## PROBLEM TO SOLVE:
Return every record exactly as written.

## SOURCE MATERIAL:
----------

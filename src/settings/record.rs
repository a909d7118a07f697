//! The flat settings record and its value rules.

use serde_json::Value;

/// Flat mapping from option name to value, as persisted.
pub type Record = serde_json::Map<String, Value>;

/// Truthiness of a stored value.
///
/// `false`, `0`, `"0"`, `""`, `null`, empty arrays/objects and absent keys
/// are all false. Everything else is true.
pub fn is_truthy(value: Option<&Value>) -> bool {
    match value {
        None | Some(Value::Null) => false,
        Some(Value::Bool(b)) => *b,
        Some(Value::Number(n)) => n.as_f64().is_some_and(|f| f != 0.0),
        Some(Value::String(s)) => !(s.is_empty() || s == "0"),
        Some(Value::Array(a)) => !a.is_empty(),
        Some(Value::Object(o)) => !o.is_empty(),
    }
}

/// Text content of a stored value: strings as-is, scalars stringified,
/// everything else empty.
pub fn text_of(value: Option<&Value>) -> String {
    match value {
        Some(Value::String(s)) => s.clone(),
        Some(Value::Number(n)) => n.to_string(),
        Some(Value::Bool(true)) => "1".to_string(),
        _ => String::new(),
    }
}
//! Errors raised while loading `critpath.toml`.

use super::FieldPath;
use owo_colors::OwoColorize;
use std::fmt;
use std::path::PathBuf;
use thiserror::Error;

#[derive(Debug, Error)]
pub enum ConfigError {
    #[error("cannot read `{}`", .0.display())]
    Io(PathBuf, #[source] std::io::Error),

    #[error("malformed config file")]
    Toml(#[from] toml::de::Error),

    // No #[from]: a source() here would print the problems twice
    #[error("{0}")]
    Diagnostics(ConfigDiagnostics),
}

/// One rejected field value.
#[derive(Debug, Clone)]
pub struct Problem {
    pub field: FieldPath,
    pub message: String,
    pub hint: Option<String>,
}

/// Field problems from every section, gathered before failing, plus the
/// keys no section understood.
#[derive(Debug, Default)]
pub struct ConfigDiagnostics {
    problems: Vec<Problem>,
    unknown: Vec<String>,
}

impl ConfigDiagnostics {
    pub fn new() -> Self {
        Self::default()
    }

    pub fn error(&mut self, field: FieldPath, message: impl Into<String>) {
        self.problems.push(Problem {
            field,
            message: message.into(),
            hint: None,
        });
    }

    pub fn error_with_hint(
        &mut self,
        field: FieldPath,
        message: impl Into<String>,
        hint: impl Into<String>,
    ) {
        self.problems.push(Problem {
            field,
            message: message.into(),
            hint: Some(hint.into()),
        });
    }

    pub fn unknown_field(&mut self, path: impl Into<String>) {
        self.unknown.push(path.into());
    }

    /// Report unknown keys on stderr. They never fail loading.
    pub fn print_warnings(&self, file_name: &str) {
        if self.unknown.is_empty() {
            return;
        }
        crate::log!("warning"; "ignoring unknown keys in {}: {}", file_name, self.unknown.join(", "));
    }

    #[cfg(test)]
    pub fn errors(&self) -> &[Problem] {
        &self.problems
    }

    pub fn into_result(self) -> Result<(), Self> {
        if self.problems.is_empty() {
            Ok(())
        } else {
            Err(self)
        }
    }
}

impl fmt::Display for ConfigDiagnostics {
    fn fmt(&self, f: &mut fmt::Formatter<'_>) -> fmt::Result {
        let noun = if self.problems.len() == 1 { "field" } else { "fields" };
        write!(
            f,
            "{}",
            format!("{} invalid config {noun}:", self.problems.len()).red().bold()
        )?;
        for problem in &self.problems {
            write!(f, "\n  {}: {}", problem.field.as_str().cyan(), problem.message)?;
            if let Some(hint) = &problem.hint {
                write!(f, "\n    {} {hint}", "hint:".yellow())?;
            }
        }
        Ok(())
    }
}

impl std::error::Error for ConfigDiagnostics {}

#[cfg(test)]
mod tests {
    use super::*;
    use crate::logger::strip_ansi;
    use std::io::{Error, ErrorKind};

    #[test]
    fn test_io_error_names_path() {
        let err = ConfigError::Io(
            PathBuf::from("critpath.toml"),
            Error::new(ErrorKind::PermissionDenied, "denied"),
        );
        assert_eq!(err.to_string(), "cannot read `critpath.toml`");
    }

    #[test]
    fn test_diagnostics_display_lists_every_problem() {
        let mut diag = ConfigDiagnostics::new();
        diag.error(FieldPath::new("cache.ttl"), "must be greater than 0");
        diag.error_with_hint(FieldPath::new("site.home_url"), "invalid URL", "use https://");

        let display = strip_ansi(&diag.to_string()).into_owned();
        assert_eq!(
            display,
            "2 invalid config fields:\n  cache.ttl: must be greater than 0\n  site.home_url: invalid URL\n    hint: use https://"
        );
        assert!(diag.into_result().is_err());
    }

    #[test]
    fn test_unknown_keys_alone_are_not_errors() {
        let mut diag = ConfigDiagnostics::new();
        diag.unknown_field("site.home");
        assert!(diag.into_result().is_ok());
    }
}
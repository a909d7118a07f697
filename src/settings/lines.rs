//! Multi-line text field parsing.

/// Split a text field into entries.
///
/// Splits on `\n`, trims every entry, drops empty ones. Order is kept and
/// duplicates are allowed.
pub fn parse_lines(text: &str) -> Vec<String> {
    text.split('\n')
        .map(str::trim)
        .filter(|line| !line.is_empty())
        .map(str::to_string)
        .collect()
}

----------

## ANSWER TO THE EXERCISE:
filename src/settings/record.rs
repository a909d7118a07f697
//! The flat settings record and its value rules.

use serde_json::Value;

/// Flat mapping from option name to value, as persisted.
pub type Record = serde_json::Map<String, Value>;

/// Truthiness of a stored value.
///
/// `false`, `0`, `"0"`, `""`, `null`, empty arrays/objects and absent keys
/// are all false. Everything else is true.
pub fn is_truthy(value: Option<&Value>) -> bool {
    match value {
        None | Some(Value::Null) => false,
        Some(Value::Bool(b)) => *b,
        Some(Value::Number(n)) => n.as_f64().is_some_and(|f| f != 0.0),
        Some(Value::String(s)) => !(s.is_empty() || s == "0"),
        Some(Value::Array(a)) => !a.is_empty(),
        Some(Value::Object(o)) => !o.is_empty(),
    }
}

/// Text content of a stored value: strings as-is, scalars stringified,
/// everything else empty.
pub fn text_of(value: Option<&Value>) -> String {
    match value {
        Some(Value::String(s)) => s.clone(),
        Some(Value::Number(n)) => n.to_string(),
        Some(Value::Bool(true)) => "1".to_string(),
        _ => String::new(),
    }
}
//! Errors raised while loading `critpath.toml`.

use super::FieldPath;
use owo_colors::OwoColorize;
use std::fmt;
use std::path::PathBuf;
use thiserror::Error;

#[derive(Debug, Error)]
pub enum ConfigError {
    #[error("cannot read `{}`", .0.display())]
    Io(PathBuf, #[source] std::io::Error),

    #[error("malformed config file")]
    Toml(#[from] toml::de::Error),

    // No #[from]: a source() here would print the problems twice
    #[error("{0}")]
    Diagnostics(ConfigDiagnostics),
}

/// One rejected field value.
#[derive(Debug, Clone)]
pub struct Problem {
    pub field: FieldPath,
    pub message: String,
    pub hint: Option<String>,
}

/// Field problems from every section, gathered before failing, plus the
/// keys no section understood.
#[derive(Debug, Default)]
pub struct ConfigDiagnostics {
    problems: Vec<Problem>,
    unknown: Vec<String>,
}

impl ConfigDiagnostics {
    pub fn new() -> Self {
        Self::default()
    }

    pub fn error(&mut self, field: FieldPath, message: impl Into<String>) {
        self.problems.push(Problem {
            field,
            message: message.into(),
            hint: None,
        });
    }

    pub fn error_with_hint(
        &mut self,
        field: FieldPath,
        message: impl Into<String>,
        hint: impl Into<String>,
    ) {
        self.problems.push(Problem {
            field,
            message: message.into(),
            hint: Some(hint.into()),
        });
    }

    pub fn unknown_field(&mut self, path: impl Into<String>) {
        self.unknown.push(path.into());
    }

    /// Report unknown keys on stderr. They never fail loading.
    pub fn print_warnings(&self, file_name: &str) {
        if self.unknown.is_empty() {
            return;
        }
        crate::log!("warning"; "ignoring unknown keys in {}: {}", file_name, self.unknown.join(", "));
    }

    #[cfg(test)]
    pub fn errors(&self) -> &[Problem] {
        &self.problems
    }

    pub fn into_result(self) -> Result<(), Self> {
        if self.problems.is_empty() {
            Ok(())
        } else {
            Err(self)
        }
    }
}

impl fmt::Display for ConfigDiagnostics {
    fn fmt(&self, f: &mut fmt::Formatter<'_>) -> fmt::Result {
        let noun = if self.problems.len() == 1 { "field" } else { "fields" };
        write!(
            f,
            "{}",
            format!("{} invalid config {noun}:", self.problems.len()).red().bold()
        )?;
        for problem in &self.problems {
            write!(f, "\n  {}: {}", problem.field.as_str().cyan(), problem.message)?;
            if let Some(hint) = &problem.hint {
                write!(f, "\n    {} {hint}", "hint:".yellow())?;
            }
        }
        Ok(())
    }
}

impl std::error::Error for ConfigDiagnostics {}

#[cfg(test)]
mod tests {
    use super::*;
    use crate::logger::strip_ansi;
    use std::io::{Error, ErrorKind};

    #[test]
    fn test_io_error_names_path() {
        let err = ConfigError::Io(
            PathBuf::from("critpath.toml"),
            Error::new(ErrorKind::PermissionDenied, "denied"),
        );
        assert_eq!(err.to_string(), "cannot read `critpath.toml`");
    }

    #[test]
    fn test_diagnostics_display_lists_every_problem() {
        let mut diag = ConfigDiagnostics::new();
        diag.error(FieldPath::new("cache.ttl"), "must be greater than 0");
        diag.error_with_hint(FieldPath::new("site.home_url"), "invalid URL", "use https://");

        let display = strip_ansi(&diag.to_string()).into_owned();
        assert_eq!(
            display,
            "2 invalid config fields:\n  cache.ttl: must be greater than 0\n  site.home_url: invalid URL\n    hint: use https://"
        );
        assert!(diag.into_result().is_err());
    }

    #[test]
    fn test_unknown_keys_alone_are_not_errors() {
        let mut diag = ConfigDiagnostics::new();
        diag.unknown_field("site.home");
        assert!(diag.into_result().is_ok());
    }
}
repository a909d7118a07f697
filename src/settings/lines.rs
//! Multi-line text field parsing.

/// Split a text field into entries.
///
/// Splits on `\n`, trims every entry, drops empty ones. Order is kept and
/// duplicates are allowed.
pub fn parse_lines(text: &str) -> Vec<String> {
    text.split('\n')
        .map(str::trim)
        .filter(|line| !line.is_empty())
        .map(str::to_string)
        .collect()
}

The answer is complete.